# Foreign earned income exclusion in UAE



## hdw1679 (Oct 25, 2015)

Hi,

I have been living and working in the UAE since January and I am from the US. I took a job here that could last up to about a year. My question comes from the short term versus long term outlook of the job per the IRS code. I was told I could be here up to a year but I have been planning all along to be here just over a year. Is there anything preventing me from claiming the Exclusion as long as I am outside the US 330 days or more? I am currently planning my off time to make sure I am outside the US over 330 days.
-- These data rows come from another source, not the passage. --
// ============================================================================
// Detection and mounting helpers
// ============================================================================

/// Check if a device contains an exFAT filesystem
pub fn is_exfat(device: &Arc<dyn BlockDevice>) -> KResult<bool> {
    let mut buf = vec![0u8; 512];
    device.read_blocks(0, 1, &mut buf)?;

    // Check signature at offset 3
    if buf[3..11] == EXFAT_SIGNATURE {
        // Also verify boot signature
        let boot_sig = u16::from_le_bytes([buf[510], buf[511]]);
        return Ok(boot_sig == BOOT_SIGNATURE);
    }

    Ok(false)
}

/// Mount exFAT filesystem
pub fn mount(device: Arc<dyn BlockDevice>) -> KResult<Arc<ExfatFs>> {
    ExfatFs::mount(device)
}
My company's outlook on short versus long term should have nothing to do with me claiming the exclusion, correct?

Thanks!

Doug


----------



## Bevdeforges (Nov 16, 2007)

You only have to satisfy the conditions of either the physical presence test or the bona fide resident test in order to take the FEIE. How your employer classifies your job is completely irrelevant.
Cheers,
Bev


----------



## hdw1679 (Oct 25, 2015)

Thats great news! Thanks!


----------



## BBCWatcher (Dec 28, 2012)

There's an exception I can think of, though: working for the U.S. government. Then the classification can matter. Contractors might be treated differently than regular employees, for example.


----------



## Bevdeforges (Nov 16, 2007)

As with most things, Publication 54 is your guide. The government employment thing is all explained in there.
Cheers,
Bev


----------